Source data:
= = = = = = =
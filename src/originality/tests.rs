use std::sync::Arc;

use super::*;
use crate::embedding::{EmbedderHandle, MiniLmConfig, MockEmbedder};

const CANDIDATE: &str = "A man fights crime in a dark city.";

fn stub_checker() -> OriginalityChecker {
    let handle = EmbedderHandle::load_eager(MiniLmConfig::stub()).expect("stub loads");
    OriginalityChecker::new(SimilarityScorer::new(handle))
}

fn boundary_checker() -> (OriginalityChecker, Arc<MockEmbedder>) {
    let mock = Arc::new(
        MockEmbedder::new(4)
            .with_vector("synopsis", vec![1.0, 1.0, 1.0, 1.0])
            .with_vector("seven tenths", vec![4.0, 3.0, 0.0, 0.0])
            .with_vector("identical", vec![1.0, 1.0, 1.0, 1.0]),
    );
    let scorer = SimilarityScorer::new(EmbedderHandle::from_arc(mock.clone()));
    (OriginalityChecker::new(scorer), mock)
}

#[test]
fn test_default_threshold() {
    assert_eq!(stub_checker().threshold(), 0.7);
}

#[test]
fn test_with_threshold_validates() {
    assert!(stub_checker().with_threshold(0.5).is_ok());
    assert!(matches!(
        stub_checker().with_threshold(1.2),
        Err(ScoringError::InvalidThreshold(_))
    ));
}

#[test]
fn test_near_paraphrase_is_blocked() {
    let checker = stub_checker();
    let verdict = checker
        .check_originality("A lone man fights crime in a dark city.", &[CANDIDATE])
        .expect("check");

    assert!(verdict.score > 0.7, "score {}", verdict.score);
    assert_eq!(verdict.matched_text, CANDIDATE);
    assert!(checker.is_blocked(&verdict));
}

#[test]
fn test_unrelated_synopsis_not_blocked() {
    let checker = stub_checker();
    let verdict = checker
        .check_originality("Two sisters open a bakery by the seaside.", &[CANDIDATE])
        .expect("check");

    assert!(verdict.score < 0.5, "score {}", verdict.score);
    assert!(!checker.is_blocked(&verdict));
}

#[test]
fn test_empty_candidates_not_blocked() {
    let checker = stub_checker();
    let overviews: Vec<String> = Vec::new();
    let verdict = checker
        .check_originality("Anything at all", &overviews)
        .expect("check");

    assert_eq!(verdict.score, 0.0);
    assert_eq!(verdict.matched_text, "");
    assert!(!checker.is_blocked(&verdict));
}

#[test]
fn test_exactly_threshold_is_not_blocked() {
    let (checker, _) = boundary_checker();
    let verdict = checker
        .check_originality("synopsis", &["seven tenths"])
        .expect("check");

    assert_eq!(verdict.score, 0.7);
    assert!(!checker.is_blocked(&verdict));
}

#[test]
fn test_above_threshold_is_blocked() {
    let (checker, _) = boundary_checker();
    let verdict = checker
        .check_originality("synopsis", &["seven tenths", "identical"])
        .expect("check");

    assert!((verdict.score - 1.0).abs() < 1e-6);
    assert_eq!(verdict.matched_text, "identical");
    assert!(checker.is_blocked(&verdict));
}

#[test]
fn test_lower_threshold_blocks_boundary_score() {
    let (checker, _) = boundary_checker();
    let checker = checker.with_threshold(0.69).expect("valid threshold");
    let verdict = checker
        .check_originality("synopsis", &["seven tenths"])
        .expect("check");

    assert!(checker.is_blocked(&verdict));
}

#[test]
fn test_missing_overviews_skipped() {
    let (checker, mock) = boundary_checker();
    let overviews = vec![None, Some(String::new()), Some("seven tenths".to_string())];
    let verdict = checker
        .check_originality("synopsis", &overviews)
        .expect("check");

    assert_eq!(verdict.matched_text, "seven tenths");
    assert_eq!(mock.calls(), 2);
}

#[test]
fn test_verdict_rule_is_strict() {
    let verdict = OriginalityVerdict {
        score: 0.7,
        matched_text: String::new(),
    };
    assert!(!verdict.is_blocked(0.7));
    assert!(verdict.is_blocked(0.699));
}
= = = = = = =
Copy each record from above without leaving any out.

ANSWER BOX:
filename src/originality/tests.rs
use std::sync::Arc;

use super::*;
use crate::embedding::{EmbedderHandle, MiniLmConfig, MockEmbedder};

const CANDIDATE: &str = "A man fights crime in a dark city.";

fn stub_checker() -> OriginalityChecker {
    let handle = EmbedderHandle::load_eager(MiniLmConfig::stub()).expect("stub loads");
    OriginalityChecker::new(SimilarityScorer::new(handle))
}

fn boundary_checker() -> (OriginalityChecker, Arc<MockEmbedder>) {
    let mock = Arc::new(
        MockEmbedder::new(4)
            .with_vector("synopsis", vec![1.0, 1.0, 1.0, 1.0])
            .with_vector("seven tenths", vec![4.0, 3.0, 0.0, 0.0])
            .with_vector("identical", vec![1.0, 1.0, 1.0, 1.0]),
    );
    let scorer = SimilarityScorer::new(EmbedderHandle::from_arc(mock.clone()));
    (OriginalityChecker::new(scorer), mock)
}

#[test]
fn test_default_threshold() {
    assert_eq!(stub_checker().threshold(), 0.7);
}

#[test]
fn test_with_threshold_validates() {
    assert!(stub_checker().with_threshold(0.5).is_ok());
    assert!(matches!(
        stub_checker().with_threshold(1.2),
        Err(ScoringError::InvalidThreshold(_))
    ));
}

#[test]
fn test_near_paraphrase_is_blocked() {
    let checker = stub_checker();
    let verdict = checker
        .check_originality("A lone man fights crime in a dark city.", &[CANDIDATE])
        .expect("check");

    assert!(verdict.score > 0.7, "score {}", verdict.score);
    assert_eq!(verdict.matched_text, CANDIDATE);
    assert!(checker.is_blocked(&verdict));
}

#[test]
fn test_unrelated_synopsis_not_blocked() {
    let checker = stub_checker();
    let verdict = checker
        .check_originality("Two sisters open a bakery by the seaside.", &[CANDIDATE])
        .expect("check");

    assert!(verdict.score < 0.5, "score {}", verdict.score);
    assert!(!checker.is_blocked(&verdict));
}

#[test]
fn test_empty_candidates_not_blocked() {
    let checker = stub_checker();
    let overviews: Vec<String> = Vec::new();
    let verdict = checker
        .check_originality("Anything at all", &overviews)
        .expect("check");

    assert_eq!(verdict.score, 0.0);
    assert_eq!(verdict.matched_text, "");
    assert!(!checker.is_blocked(&verdict));
}

#[test]
fn test_exactly_threshold_is_not_blocked() {
    let (checker, _) = boundary_checker();
    let verdict = checker
        .check_originality("synopsis", &["seven tenths"])
        .expect("check");

    assert_eq!(verdict.score, 0.7);
    assert!(!checker.is_blocked(&verdict));
}

#[test]
fn test_above_threshold_is_blocked() {
    let (checker, _) = boundary_checker();
    let verdict = checker
        .check_originality("synopsis", &["seven tenths", "identical"])
        .expect("check");

    assert!((verdict.score - 1.0).abs() < 1e-6);
    assert_eq!(verdict.matched_text, "identical");
    assert!(checker.is_blocked(&verdict));
}

#[test]
fn test_lower_threshold_blocks_boundary_score() {
    let (checker, _) = boundary_checker();
    let checker = checker.with_threshold(0.69).expect("valid threshold");
    let verdict = checker
        .check_originality("synopsis", &["seven tenths"])
        .expect("check");

    assert!(checker.is_blocked(&verdict));
}

#[test]
fn test_missing_overviews_skipped() {
    let (checker, mock) = boundary_checker();
    let overviews = vec![None, Some(String::new()), Some("seven tenths".to_string())];
    let verdict = checker
        .check_originality("synopsis", &overviews)
        .expect("check");

    assert_eq!(verdict.matched_text, "seven tenths");
    assert_eq!(mock.calls(), 2);
}

#[test]
fn test_verdict_rule_is_strict() {
    let verdict = OriginalityVerdict {
        score: 0.7,
        matched_text: String::new(),
    };
    assert!(!verdict.is_blocked(0.7));
    assert!(verdict.is_blocked(0.699));
}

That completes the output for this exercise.